Tuesday, February 19, 2008

Low fat Recipe: Creamy Pumpkin and Pinenut Pasta

I just made this yummy low fat pasta for dinner, serving it with some steak for my husband (who must have meat with every meal lol). The recipe took about half an hour (about 5 minutes prep only) because I used wholewheat pasta, but if you used white pasta, i think it would take about 15 minutes ony.
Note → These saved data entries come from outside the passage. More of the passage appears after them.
//! Heartbeat monitor - periodic sweep flipping devices online/offline
//!
//! A device is offline once `now - last_heartbeat > offline_threshold`.
//! The monitor keeps its own view of each device's liveness and acts only
//! on transitions: the device record is updated, `deviceStatus` is pushed
//! and an OFFLINE/ONLINE alert is raised through the deduplicator.
//!
//! Each device check is bounded by `check_timeout`; a slow or failing check
//! is logged and retried on the next sweep without holding up the others.

use chrono::{DateTime, Utc};
use dashmap::DashMap;
use std::sync::Arc;
use std::time::Duration;
use tokio::time::MissedTickBehavior;
use tokio_util::sync::CancellationToken;
use tracing::{debug, info, warn};

use crate::config::HeartbeatConfig;
use crate::error::{IngestError, IngestResult};
use crate::live_state::LiveStateCache;
use crate::model::{AlertSubject, AlertType, DeviceUpdate, NewAlert};
use crate::notification::{AlertDeduplicator, DeviceStatusPush, NotificationDispatcher, RealtimeEvent};
use crate::store::DeviceRegistry;

#[derive(Debug, Clone, Copy, PartialEq, Eq)]
pub enum Liveness {
    Online,
    Offline,
}

impl Liveness {
    pub fn alert_type(&self) -> AlertType {
        match self {
            Liveness::Online => AlertType::Online,
            Liveness::Offline => AlertType::Offline,
        }
    }
}

/// Result of one sweep.
#[derive(Debug, Clone, Default, PartialEq)]
pub struct SweepReport {
    pub checked: usize,
    pub went_offline: Vec<String>,
    pub came_online: Vec<String>,
    /// Checks that errored or timed out; retried next sweep
    pub failed: Vec<String>,
}

pub struct HeartbeatMonitor {
    devices: Arc<dyn DeviceRegistry>,
    live: Arc<LiveStateCache>,
    alerts: Arc<AlertDeduplicator>,
    dispatcher: Arc<NotificationDispatcher>,
    offline_threshold: chrono::Duration,
    check_timeout: Duration,
    /// Last liveness acted on per device; unknown devices count as online
    states: DashMap<String, Liveness>,
}

impl HeartbeatMonitor {
    pub fn new(
        devices: Arc<dyn DeviceRegistry>,
        live: Arc<LiveStateCache>,
        alerts: Arc<AlertDeduplicator>,
        dispatcher: Arc<NotificationDispatcher>,
        config: &HeartbeatConfig,
    ) -> Self {
        Self {
            devices,
            live,
            alerts,
            dispatcher,
            offline_threshold: chrono::Duration::milliseconds(
                i64::try_from(config.offline_threshold_ms).unwrap_or(i64::MAX),
            ),
            check_timeout: config.check_timeout(),
            states: DashMap::new(),
        }
    }

    pub fn liveness(&self, device_id: &str) -> Option<Liveness> {
        self.states.get(device_id).map(|state| *state)
    }

    /// Sweep using the current time.
    pub async fn sweep(&self) -> SweepReport {
        self.sweep_at(Utc::now()).await
    }

    /// Check every tracked device against `now`.
    pub async fn sweep_at(&self, now: DateTime<Utc>) -> SweepReport {
        let mut report = SweepReport::default();

        for (device_id, last_heartbeat) in self.live.heartbeats() {
            report.checked += 1;
            let check = self.check_device(&device_id, last_heartbeat, now);
            match tokio::time::timeout(self.check_timeout, check).await {
                Ok(Ok(Some(Liveness::Offline))) => report.went_offline.push(device_id),
                Ok(Ok(Some(Liveness::Online))) => report.came_online.push(device_id),
                Ok(Ok(None)) => {}
                Ok(Err(e)) => {
                    warn!(device_id = %device_id, error = %e, "Heartbeat check failed");
                    report.failed.push(device_id);
                }
                Err(_) => {
                    warn!(
                        device_id = %device_id,
                        timeout_ms = self.check_timeout.as_millis() as u64,
                        "Heartbeat check timed out"
                    );
                    report.failed.push(device_id);
                }
            }
        }

        if !report.went_offline.is_empty() || !report.came_online.is_empty() {
            info!(
                checked = report.checked,
                offline = report.went_offline.len(),
                online = report.came_online.len(),
                "Heartbeat sweep applied transitions"
            );
        }
        report
    }

    /// Returns the new liveness when the device transitioned.
    async fn check_device(
        &self,
        device_id: &str,
        last_heartbeat: DateTime<Utc>,
        now: DateTime<Utc>,
    ) -> IngestResult<Option<Liveness>> {
        let next = if now - last_heartbeat > self.offline_threshold {
            Liveness::Offline
        } else {
            Liveness::Online
        };
        let previous = self.liveness(device_id).unwrap_or(Liveness::Online);
        if previous == next {
            return Ok(None);
        }

        let device = self
            .devices
            .find_by_rack_id(device_id)
            .await
            .map_err(|e| IngestError::persistence("resolve_device", e))?
            .ok_or_else(|| IngestError::UnknownDevice(device_id.to_string()))?;

        let online = next == Liveness::Online;
        self.devices
            .apply_update(device_id, &DeviceUpdate::online(online))
            .await
            .map_err(|e| IngestError::persistence("device_update", e))?;

        let last_reading = self.live.get(device_id).and_then(|entry| entry.last_reading);
        self.dispatcher.push(RealtimeEvent::DeviceStatus(DeviceStatusPush {
            device_id: device_id.to_string(),
            is_online: online,
            last_seen: device.last_seen.or(Some(last_heartbeat)),
            weight: device.last_weight,
            status: device.last_status.clone(),
            ingredient: last_reading.and_then(|reading| reading.ingredient),
        }));

        let silent_secs = (now - last_heartbeat).num_seconds();
        let details = match next {
            Liveness::Offline => format!("No heartbeat for {}s", silent_secs),
            Liveness::Online => "Heartbeat resumed".to_string(),
        };
        let alert_type = next.alert_type();
        let request = NewAlert::new(AlertSubject::device(device_id), alert_type)
            .with_user(device.owner_id.as_str())
            .with_details(Some(details))
            .with_status(Some(alert_type.as_str().to_string()));
        self.alerts
            .raise(request)
            .await
            .map_err(|e| IngestError::persistence("raise_alert", e))?;

        // recorded last so a failed transition is retried next sweep
        self.states.insert(device_id.to_string(), next);
        info!(device_id = %device_id, online, "Device liveness changed");
        Ok(Some(next))
    }

    /// Sweep every `interval` until shutdown.
    pub async fn run(self: Arc<Self>, interval: Duration, shutdown: CancellationToken) {
        let mut ticker = tokio::time::interval(interval);
        ticker.set_missed_tick_behavior(MissedTickBehavior::Skip);
        info!(interval_ms = interval.as_millis() as u64, "Heartbeat monitor started");

        loop {
            tokio::select! {
                _ = shutdown.cancelled() => break,
                _ = ticker.tick() => {
                    let report = self.sweep().await;
                    debug!(checked = report.checked, failed = report.failed.len(), "Heartbeat sweep done");
                }
            }
        }

        info!("Heartbeat monitor stopped");
    }
}
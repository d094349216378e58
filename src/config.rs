//! 配置 - 从 JSON 文件加载，缺省值覆盖全部字段
//!
//! 查找顺序：
//! 1. `--config` 指定的路径
//! 2. `~/.config/intellirack/config.json`（存在时）
//! 3. 内置默认值
//!
//! 环境变量 `MQTT_URL` 覆盖 broker 地址。

use anyhow::{bail, Context, Result};
use serde::{Deserialize, Serialize};
use std::fs;
use std::path::{Path, PathBuf};
use std::time::Duration;

use crate::classifier::Thresholds;

/// 全局配置
#[derive(Debug, Clone, Serialize, Deserialize)]
#[serde(default)]
pub struct AppConfig {
    pub mqtt: MqttConfig,
    pub heartbeat: HeartbeatConfig,
    pub thresholds: Thresholds,
    pub webhook: WebhookConfig,
    pub queue: QueueConfig,
    /// 实时广播缓冲区大小，满了之后慢订阅者丢弃旧事件
    pub realtime_capacity: usize,
    /// 审计日志 JSONL 文件；未设置时审计只保存在内存
    pub audit_path: Option<PathBuf>,
    /// 设备/用户注册表 JSON 文件，用于填充内存存储
    pub registry_path: Option<PathBuf>,
}

impl Default for AppConfig {
    fn default() -> Self {
        Self {
            mqtt: MqttConfig::default(),
            heartbeat: HeartbeatConfig::default(),
            thresholds: Thresholds::default(),
            webhook: WebhookConfig::default(),
            queue: QueueConfig::default(),
            realtime_capacity: 1024,
            audit_path: None,
            registry_path: None,
        }
    }
}

/// MQTT 接入配置
#[derive(Debug, Clone, Serialize, Deserialize)]
#[serde(default)]
pub struct MqttConfig {
    /// broker 地址，如 mqtt://localhost:1883
    pub url: String,
    pub client_id: String,
    /// topic 前缀：`<namespace>/<deviceId>/<kind>`
    pub namespace: String,
    pub keep_alive_secs: u64,
    /// rumqttc 请求通道容量
    pub channel_capacity: usize,
    /// 连接出错后的重连间隔（秒）
    pub reconnect_delay_secs: u64,
    /// 每台设备的待处理消息上限，满了之后事件循环等待
    pub lane_capacity: usize,
    /// 设备通道空闲多久后回收（秒）
    pub lane_idle_secs: u64,
}

impl Default for MqttConfig {
    fn default() -> Self {
        Self {
            url: "mqtt://localhost:1883".to_string(),
            client_id: "intellirack-ingest".to_string(),
            namespace: "intellirack".to_string(),
            keep_alive_secs: 30,
            channel_capacity: 100,
            reconnect_delay_secs: 5,
            lane_capacity: 64,
            lane_idle_secs: 300,
        }
    }
}

impl MqttConfig {
    pub fn reconnect_delay(&self) -> Duration {
        Duration::from_secs(self.reconnect_delay_secs)
    }

    pub fn lane_idle_timeout(&self) -> Duration {
        Duration::from_secs(self.lane_idle_secs)
    }
}

/// 心跳监控配置
#[derive(Debug, Clone, Serialize, Deserialize)]
#[serde(default)]
pub struct HeartbeatConfig {
    /// 超过该时长没有心跳视为离线（毫秒）
    pub offline_threshold_ms: u64,
    /// 扫描周期（毫秒）
    pub sweep_interval_ms: u64,
    /// 单个设备检查的超时（毫秒）
    pub check_timeout_ms: u64,
}

impl Default for HeartbeatConfig {
    fn default() -> Self {
        Self {
            offline_threshold_ms: 30_000,
            sweep_interval_ms: 10_000,
            check_timeout_ms: 2_000,
        }
    }
}

impl HeartbeatConfig {
    pub fn offline_threshold(&self) -> Duration {
        Duration::from_millis(self.offline_threshold_ms)
    }

    pub fn sweep_interval(&self) -> Duration {
        Duration::from_millis(self.sweep_interval_ms)
    }

    pub fn check_timeout(&self) -> Duration {
        Duration::from_millis(self.check_timeout_ms)
    }
}

/// Webhook 客户端配置
#[derive(Debug, Clone, Serialize, Deserialize)]
#[serde(default)]
pub struct WebhookConfig {
    /// 单次请求超时（秒）
    pub timeout_secs: u64,
}

impl Default for WebhookConfig {
    fn default() -> Self {
        Self { timeout_secs: 10 }
    }
}

/// 后台通知队列配置
#[derive(Debug, Clone, Serialize, Deserialize)]
#[serde(default)]
pub struct QueueConfig {
    pub capacity: usize,
    pub workers: usize,
}

impl Default for QueueConfig {
    fn default() -> Self {
        Self {
            capacity: 1024,
            workers: 2,
        }
    }
}

impl AppConfig {
    /// 默认配置文件路径
    pub fn default_path() -> PathBuf {
        dirs::home_dir()
            .unwrap_or_else(|| PathBuf::from("."))
            .join(".config")
            .join("intellirack")
            .join("config.json")
    }

    /// 按查找顺序加载配置并校验
    pub fn load(path: Option<&Path>) -> Result<Self> {
        let mut config = match path {
            Some(path) => Self::from_file(path)?,
            None => {
                let default_path = Self::default_path();
                if default_path.exists() {
                    Self::from_file(&default_path)?
                } else {
                    Self::default()
                }
            }
        };

        if let Ok(url) = std::env::var("MQTT_URL") {
            if !url.trim().is_empty() {
                config.mqtt.url = url;
            }
        }

        config.validate()?;
        Ok(config)
    }

    pub fn from_file(path: &Path) -> Result<Self> {
        let content = fs::read_to_string(path)
            .with_context(|| format!("Failed to read config file {}", path.display()))?;
        let config: AppConfig = serde_json::from_str(&content)
            .with_context(|| format!("Failed to parse config file {}", path.display()))?;
        Ok(config)
    }

    pub fn validate(&self) -> Result<()> {
        if self.heartbeat.offline_threshold_ms == 0 || self.heartbeat.sweep_interval_ms == 0 {
            bail!("heartbeat offline_threshold_ms and sweep_interval_ms must be positive");
        }
        if self.heartbeat.check_timeout_ms == 0 {
            bail!("heartbeat check_timeout_ms must be positive");
        }
        if self.queue.workers == 0 || self.queue.capacity == 0 {
            bail!("queue needs at least one worker and a positive capacity");
        }
        if self.realtime_capacity == 0 {
            bail!("realtime_capacity must be positive");
        }
        if self.mqtt.keep_alive_secs < 5 {
            bail!("mqtt keep_alive_secs must be at least 5");
        }
        if self.mqtt.lane_capacity == 0 || self.mqtt.lane_idle_secs == 0 {
            bail!("mqtt lane_capacity and lane_idle_secs must be positive");
        }
        if self.mqtt.namespace.trim().is_empty() || self.mqtt.namespace.contains(['/', '#', '+']) {
            bail!("mqtt namespace must be a single non-empty topic segment");
        }
        self.thresholds.validate()?;
        Ok(())
    }
}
I found it at the Carnation website.

Ingredients
· 375 g penne pasta recipe
· 1 Tbsp oil
· 2 cups chopped pumpkin
· 1 onion, chopped
· 1 red capsicum, chopped
· 375 mL CARNATION Light & Creamy Evaporated Milk
· 1/2 cup water
· 1 Tbsp cornflour
· 1 Tbsp whole grain mustard
· salt
· 1/2 cup basil leaves
· 1/4 cup toasted pinenuts
· 1/4 cup grated parmesan cheese

Method
1. Cook pasta according to directions on packet, drain, keep warm. Heat oil in pan, add pumpkin, cook until golden brown. Add onion and capsicum to pan, cook 2 minutes.
2. Add combined CARNATION Light & Creamy Evaporated Milk, water, cornflour, mustard and salt, bring to boil stirring, simmer 2 minutes.
3. Toss pumpkin sauce through pasta with basil and half of the pinenuts.
4. Season to taste, serve topped with remaining pinenuts and cheese.